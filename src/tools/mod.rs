//! In-process tool registry.
//!
//! Tools are plain closures paired with a flat parameter schema. The
//! registry validates arguments before calling a handler and converts every
//! failure into an error-flagged [`ToolResult`], so the agent session keeps
//! running when a tool misbehaves.

pub mod demo;

use serde_json::{json, Map, Value};
use std::collections::BTreeMap;
use std::panic::{catch_unwind, AssertUnwindSafe};
use thiserror::Error;
use tracing::{debug, warn};

/// Errors raised by registration and invocation.
///
/// [`ToolRegistry::invoke`] folds these into error results; only
/// [`ToolRegistry::register`] and [`ToolRegistry::try_invoke`] return them.
#[derive(Debug, Error, Clone, PartialEq, Eq)]
pub enum ToolError {
    /// A tool with this name is already registered.
    #[error("Tool '{0}' is already registered")]
    DuplicateTool(String),

    /// No tool with this name is registered.
    #[error("Unknown tool '{0}'")]
    UnknownTool(String),

    /// Arguments do not match the tool's schema.
    #[error("Invalid arguments for '{tool}': {reason}")]
    InvalidArguments {
        /// Tool being invoked.
        tool: String,
        /// What did not match.
        reason: String,
    },

    /// The handler reported a failure.
    #[error("Tool handler failed: {0}")]
    Handler(String),

    /// The handler panicked.
    #[error("Tool '{0}' panicked")]
    Panicked(String),
}

// ===== Schema =====

/// Primitive JSON type of a tool parameter.
#[derive(Debug, Clone, Copy, PartialEq, Eq)]
pub enum ParamType {
    /// JSON string.
    String,
    /// Any JSON number.
    Number,
    /// Whole JSON number.
    Integer,
    /// JSON boolean.
    Boolean,
}

impl ParamType {
    /// JSON Schema type name.
    pub fn json_type(&self) -> &'static str {
        match self {
            Self::String => "string",
            Self::Number => "number",
            Self::Integer => "integer",
            Self::Boolean => "boolean",
        }
    }

    /// Whether `value` has this type.
    pub fn accepts(&self, value: &Value) -> bool {
        match self {
            Self::String => value.is_string(),
            Self::Number => value.is_number(),
            Self::Integer => value.is_i64() || value.is_u64(),
            Self::Boolean => value.is_boolean(),
        }
    }
}

/// Ordered mapping of parameter name to primitive type.
///
/// Every declared parameter is required. Extra arguments are ignored.
#[derive(Debug, Clone, Default, PartialEq, Eq)]
pub struct ToolSchema {
    params: Vec<(String, ParamType)>,
}

impl ToolSchema {
    /// Empty schema (tool takes no arguments).
    pub fn new() -> Self {
        Self::default()
    }

    /// Declare a required parameter (builder pattern).
    pub fn param(mut self, name: impl Into<String>, ty: ParamType) -> Self {
        self.params.push((name.into(), ty));
        self
    }

    /// Declared parameters in declaration order.
    pub fn params(&self) -> &[(String, ParamType)] {
        &self.params
    }

    /// Check `args` against the schema.
    ///
    /// # Errors
    ///
    /// Returns `InvalidArguments` when `args` is not an object, a parameter
    /// is missing, or a parameter has the wrong type.
    pub fn validate<'a>(&self, tool: &str, args: &'a Value) -> Result<&'a Map<String, Value>, ToolError> {
        let invalid = |reason: String| ToolError::InvalidArguments {
            tool: tool.to_string(),
            reason,
        };

        let object = args
            .as_object()
            .ok_or_else(|| invalid("arguments must be a JSON object".to_string()))?;

        for (name, ty) in &self.params {
            match object.get(name) {
                None | Some(Value::Null) => {
                    return Err(invalid(format!("missing required parameter '{name}'")));
                }
                Some(value) if !ty.accepts(value) => {
                    return Err(invalid(format!(
                        "parameter '{name}' must be of type {}",
                        ty.json_type()
                    )));
                }
                Some(_) => {}
            }
        }

        Ok(object)
    }

    /// JSON Schema object advertised to the agent.
    pub fn to_json_schema(&self) -> Value {
        let properties: Map<String, Value> = self
            .params
            .iter()
            .map(|(name, ty)| (name.clone(), json!({ "type": ty.json_type() })))
            .collect();
        let required: Vec<&str> = self.params.iter().map(|(name, _)| name.as_str()).collect();

        json!({
            "type": "object",
            "properties": properties,
            "required": required,
        })
    }
}

// ===== Results =====

/// One content item of a tool result.
#[derive(Debug, Clone, PartialEq, Eq)]
pub enum ToolContent {
    /// Plain text.
    Text(String),
}

/// Outcome of a tool call with an explicit error flag.
#[derive(Debug, Clone, PartialEq, Eq)]
pub struct ToolResult {
    content: Vec<ToolContent>,
    is_error: bool,
}

impl ToolResult {
    /// Successful text result.
    pub fn text(text: impl Into<String>) -> Self {
        Self {
            content: vec![ToolContent::Text(text.into())],
            is_error: false,
        }
    }

    /// Error-flagged text result.
    pub fn error(text: impl Into<String>) -> Self {
        Self {
            content: vec![ToolContent::Text(text.into())],
            is_error: true,
        }
    }

    /// Whether the tool failed.
    pub fn is_error(&self) -> bool {
        self.is_error
    }

    /// Content items.
    pub fn content(&self) -> &[ToolContent] {
        &self.content
    }

    /// All text content joined by newlines.
    pub fn joined_text(&self) -> String {
        self.content
            .iter()
            .map(|ToolContent::Text(text)| text.as_str())
            .collect::<Vec<_>>()
            .join("\n")
    }

    /// MCP `tools/call` result payload.
    pub fn to_mcp_value(&self) -> Value {
        let content: Vec<Value> = self
            .content
            .iter()
            .map(|ToolContent::Text(text)| json!({ "type": "text", "text": text }))
            .collect();
        json!({ "content": content, "isError": self.is_error })
    }
}

impl From<ToolError> for ToolResult {
    fn from(err: ToolError) -> Self {
        ToolResult::error(err.to_string())
    }
}

// ===== Definitions =====

/// Handler signature: validated arguments in, result out.
pub type ToolHandler = Box<dyn Fn(&Map<String, Value>) -> Result<ToolResult, ToolError> + Send + Sync>;

/// A registered tool. Immutable after registration.
pub struct ToolDefinition {
    name: String,
    description: String,
    schema: ToolSchema,
    handler: ToolHandler,
}

impl ToolDefinition {
    /// Create a definition from its parts.
    pub fn new<F>(name: impl Into<String>, description: impl Into<String>, schema: ToolSchema, handler: F) -> Self
    where
        F: Fn(&Map<String, Value>) -> Result<ToolResult, ToolError> + Send + Sync + 'static,
    {
        Self {
            name: name.into(),
            description: description.into(),
            schema,
            handler: Box::new(handler),
        }
    }

    /// Tool name, unique within a registry.
    pub fn name(&self) -> &str {
        &self.name
    }

    /// Human-readable description shown to the agent.
    pub fn description(&self) -> &str {
        &self.description
    }

    /// Parameter schema.
    pub fn schema(&self) -> &ToolSchema {
        &self.schema
    }

    /// Descriptor advertised through MCP `tools/list`.
    pub fn descriptor(&self) -> ToolDescriptor {
        ToolDescriptor {
            name: self.name.clone(),
            description: self.description.clone(),
            input_schema: self.schema.to_json_schema(),
        }
    }
}

impl std::fmt::Debug for ToolDefinition {
    fn fmt(&self, f: &mut std::fmt::Formatter<'_>) -> std::fmt::Result {
        f.debug_struct("ToolDefinition")
            .field("name", &self.name)
            .field("description", &self.description)
            .field("schema", &self.schema)
            .finish_non_exhaustive()
    }
}

/// Serializable description of a tool, detached from its handler.
#[derive(Debug, Clone, PartialEq)]
pub struct ToolDescriptor {
    /// Tool name.
    pub name: String,
    /// Description.
    pub description: String,
    /// JSON Schema for the arguments.
    pub input_schema: Value,
}

impl ToolDescriptor {
    /// MCP `tools/list` entry.
    pub fn to_mcp_value(&self) -> Value {
        json!({
            "name": self.name,
            "description": self.description,
            "inputSchema": self.input_schema,
        })
    }
}

// ===== Registry =====

/// Name-keyed collection of tools.
#[derive(Debug, Default)]
pub struct ToolRegistry {
    tools: BTreeMap<String, ToolDefinition>,
}

impl ToolRegistry {
    /// Empty registry.
    pub fn new() -> Self {
        Self::default()
    }

    /// Add a tool.
    ///
    /// # Errors
    ///
    /// Returns `DuplicateTool` if the name is already registered.
    pub fn register(&mut self, definition: ToolDefinition) -> Result<(), ToolError> {
        if self.tools.contains_key(definition.name()) {
            return Err(ToolError::DuplicateTool(definition.name().to_string()));
        }
        debug!(tool = definition.name(), "Registered tool");
        self.tools.insert(definition.name().to_string(), definition);
        Ok(())
    }

    /// Look up a tool by name.
    pub fn get(&self, name: &str) -> Option<&ToolDefinition> {
        self.tools.get(name)
    }

    /// Registered names in sorted order.
    pub fn names(&self) -> impl Iterator<Item = &str> {
        self.tools.keys().map(String::as_str)
    }

    /// Number of registered tools.
    pub fn len(&self) -> usize {
        self.tools.len()
    }

    /// Whether the registry is empty.
    pub fn is_empty(&self) -> bool {
        self.tools.is_empty()
    }

    /// Descriptors for every registered tool, sorted by name.
    pub fn descriptors(&self) -> Vec<ToolDescriptor> {
        self.tools.values().map(ToolDefinition::descriptor).collect()
    }

    /// Validate and run a tool, returning the typed error on failure.
    ///
    /// A panicking handler is caught and reported as `Panicked`.
    ///
    /// # Errors
    ///
    /// `UnknownTool`, `InvalidArguments`, `Handler` or `Panicked`.
    pub fn try_invoke(&self, name: &str, args: &Value) -> Result<ToolResult, ToolError> {
        let tool = self
            .tools
            .get(name)
            .ok_or_else(|| ToolError::UnknownTool(name.to_string()))?;
        let arguments = tool.schema.validate(name, args)?;

        catch_unwind(AssertUnwindSafe(|| (tool.handler)(arguments)))
            .map_err(|_| ToolError::Panicked(name.to_string()))?
    }

    /// Validate and run a tool. Never fails: every error is folded into an
    /// error-flagged result.
    pub fn invoke(&self, name: &str, args: &Value) -> ToolResult {
        match self.try_invoke(name, args) {
            Ok(result) => result,
            Err(err) => {
                warn!(tool = name, error = %err, "Tool invocation failed");
                ToolResult::from(err)
            }
        }
    }
}

/// Pretty-print JSON with two-space indentation and sorted keys.
///
/// Object keys come out sorted because `serde_json::Map` is ordered.
pub fn pretty_json(value: &Value) -> String {
    serde_json::to_string_pretty(value).unwrap_or_else(|_| value.to_string())
}

#[cfg(test)]
#[path = "tools_tests.rs"]
mod tests;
════════
• BRIEF
What belongs in the answer is each line from the listing above that contains "flagged".

• WRITTEN RESPONSE
//! failure into an error-flagged [`ToolResult`], so the agent session keeps
    /// Error-flagged text result.
    /// error-flagged result.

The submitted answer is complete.